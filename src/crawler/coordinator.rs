//! Crawler coordinator - pipeline orchestration
//!
//! Runs the stages of a single sieve run in order:
//! 1. Fetch the seed page (title + counted links)
//! 2. Extract the domain token from the seed URL
//! 3. Classify links as internal or external
//! 4. Probe every link concurrently
//! 5. Aggregate the forbidden links
//!
//! Stages never overlap; only the probe stage is internally parallel.

use crate::config::Config;
use crate::crawler::{
    aggregate_forbidden, build_http_client, fetch_page, head_probe, probe_all, DiscoveredPage,
    ProbeError,
};
use crate::state::CrawlResult;
use crate::url::{classify_links, extract_domain_token};
use crate::SieveError;
use chrono::Utc;
use reqwest::Client;
use std::future::Future;

/// Main crawler structure
///
/// Holds the configuration and the two HTTP clients, built once and reused
/// for every run.
pub struct Crawler {
    config: Config,
    fetch_client: Client,
    probe_client: Client,
}

impl Crawler {
    /// Creates a new crawler instance
    ///
    /// # Arguments
    ///
    /// * `config` - The validated configuration
    ///
    /// # Returns
    ///
    /// * `Ok(Crawler)` - Clients built successfully
    /// * `Err(SieveError)` - An HTTP client could not be built
    pub fn new(config: &Config) -> Result<Self, SieveError> {
        let fetch_client = build_http_client(&config.user_agent, config.fetch.timeout())?;
        let probe_client = build_http_client(&config.user_agent, config.probe.timeout())?;

        Ok(Self {
            config: config.clone(),
            fetch_client,
            probe_client,
        })
    }

    /// Returns the configuration this crawler was built with
    pub fn config(&self) -> &Config {
        &self.config
    }

    /// Fetches the seed page and runs the full pipeline on it
    ///
    /// The seed is assumed to have passed [`validate_seed_url`](crate::url::validate_seed_url).
    pub async fn run(&self, seed_url: &str) -> Result<CrawlResult, SieveError> {
        tracing::info!("Fetching seed page {}", seed_url);
        let page = fetch_page(&self.fetch_client, seed_url).await?;
        tracing::info!(
            "Discovered {} unique link(s) on {}",
            page.links.len(),
            page.final_url
        );

        self.analyze(seed_url, page).await
    }

    /// Runs the classification and probe stages on an already-fetched page
    pub async fn analyze(
        &self,
        seed_url: &str,
        page: DiscoveredPage,
    ) -> Result<CrawlResult, SieveError> {
        self.analyze_with(seed_url, page, head_probe).await
    }

    /// Runs the classification and probe stages with a custom probe
    ///
    /// # Arguments
    ///
    /// * `seed_url` - The seed URL the page was fetched from
    /// * `page` - Title and counted links of the seed page
    /// * `probe` - Probe run once per link (see [`probe_all`])
    pub async fn analyze_with<F, Fut>(
        &self,
        seed_url: &str,
        page: DiscoveredPage,
        probe: F,
    ) -> Result<CrawlResult, SieveError>
    where
        F: Fn(String, Client) -> Fut + Clone + Send + 'static,
        Fut: Future<Output = Result<u16, ProbeError>> + Send + 'static,
    {
        let started_at = Utc::now();

        let domain_token = extract_domain_token(seed_url);
        if domain_token.is_degenerate() {
            tracing::warn!(
                "ClassificationDegenerate: no domain token in seed '{}', all links are external",
                seed_url
            );
        } else {
            tracing::debug!("Domain token for {}: {}", seed_url, domain_token);
        }

        let classified = classify_links(
            &domain_token,
            &page.links,
            self.config.classify.match_policy,
        );
        tracing::info!(
            "Classified {} internal and {} external link(s)",
            classified.internal.len(),
            classified.external.len()
        );

        let options = self.config.probe.dispatch_options();
        tracing::info!(
            "Probing {} link(s) in {:?} mode",
            page.links.len(),
            options.mode
        );
        let probe_results = probe_all(&page.links, &self.probe_client, probe, &options).await?;

        let forbidden_links = aggregate_forbidden(&probe_results, self.config.forbidden.policy);
        tracing::info!("Found {} forbidden link(s)", forbidden_links.len());

        Ok(CrawlResult {
            seed_url: seed_url.to_string(),
            domain_token,
            page_title: page.title,
            discovered_links: page.links,
            probe_results,
            internal_links: classified.internal,
            external_links: classified.external,
            forbidden_links,
            started_at,
            finished_at: Utc::now(),
        })
    }
}

/// Runs one complete sieve pass over a seed URL
///
/// # Example
///
/// ```no_run
/// use sumi_sieve::config::Config;
/// use sumi_sieve::crawler::run_crawl;
///
/// # async fn example() -> Result<(), sumi_sieve::SieveError> {
/// let result = run_crawl(&Config::default(), "https://www.example.com").await?;
/// println!("{} forbidden link(s)", result.forbidden_links.len());
/// # Ok(())
/// # }
/// ```
pub async fn run_crawl(config: &Config, seed_url: &str) -> Result<CrawlResult, SieveError> {
    let crawler = Crawler::new(config)?;
    crawler.run(seed_url).await
}
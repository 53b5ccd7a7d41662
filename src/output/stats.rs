//! Terminal summary of a sieve run
//!
//! This module prints a short plain-text overview of a finished run,
//! including totals and the forbidden links grouped by failure kind.

use crate::crawler::{forbidden_breakdown, ForbiddenPolicy};
use crate::output::traits::{OutputHandler, OutputResult, ReportSummary};
use crate::state::CrawlResult;
use std::fmt::Write as _;
use std::io::Write;

/// Terminal summary output handler
#[derive(Debug, Clone, Copy, Default)]
pub struct TerminalSummary {
    policy: ForbiddenPolicy,
}

impl TerminalSummary {
    /// Creates a summary handler that groups forbidden links under `policy`
    pub fn new(policy: ForbiddenPolicy) -> Self {
        Self { policy }
    }
}

impl OutputHandler for TerminalSummary {
    fn emit(&self, result: &CrawlResult) -> OutputResult<()> {
        let text = format_summary(result, self.policy);
        let stdout = std::io::stdout();
        let mut handle = stdout.lock();
        handle.write_all(text.as_bytes())?;
        Ok(())
    }
}

/// Formats the plain-text summary of a run
pub fn format_summary(result: &CrawlResult, policy: ForbiddenPolicy) -> String {
    let summary = ReportSummary::from_result(result);
    let mut out = String::new();

    // Writing to a String cannot fail
    let _ = writeln!(out, "=== Sieve Summary ===\n");
    let _ = writeln!(out, "Seed: {}", result.seed_url);
    if let Some(title) = &result.page_title {
        let _ = writeln!(out, "Title: {}", title);
    }
    let _ = writeln!(out, "Domain token: {}", display_token(result));
    let _ = writeln!(out);

    let _ = writeln!(out, "Links:");
    let _ = writeln!(
        out,
        "  Unique: {} ({} occurrences)",
        summary.total_links, summary.total_occurrences
    );
    let _ = writeln!(out, "  Internal: {}", summary.internal_links);
    let _ = writeln!(out, "  External: {}", summary.external_links);
    let _ = writeln!(
        out,
        "  Forbidden: {} ({:.1}%)",
        summary.forbidden_links,
        summary.forbidden_rate()
    );
    let _ = writeln!(out);

    let breakdown = forbidden_breakdown(&result.probe_results, policy);
    if !breakdown.is_empty() {
        let _ = writeln!(out, "Forbidden by Kind:");
        for (kind, urls) in &breakdown {
            let _ = writeln!(out, "  {}: {}", kind, urls.len());
        }
        let _ = writeln!(out);
    }

    let _ = writeln!(
        out,
        "Reachable: {:.1}% ({} / {} links answered 200) in {} ms",
        summary.reachable_rate(),
        summary.ok_links,
        summary.total_links,
        summary.duration_ms
    );

    out
}

fn display_token(result: &CrawlResult) -> String {
    if result.domain_token.is_degenerate() {
        "(none)".to_string()
    } else {
        result.domain_token.to_string()
    }
}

◆ **Exercise directions**: Look for the word "TerminalSummary" in the listing above, and copy every line where you find it.

◆ **Solved problem**:
pub struct TerminalSummary {
impl TerminalSummary {
impl OutputHandler for TerminalSummary {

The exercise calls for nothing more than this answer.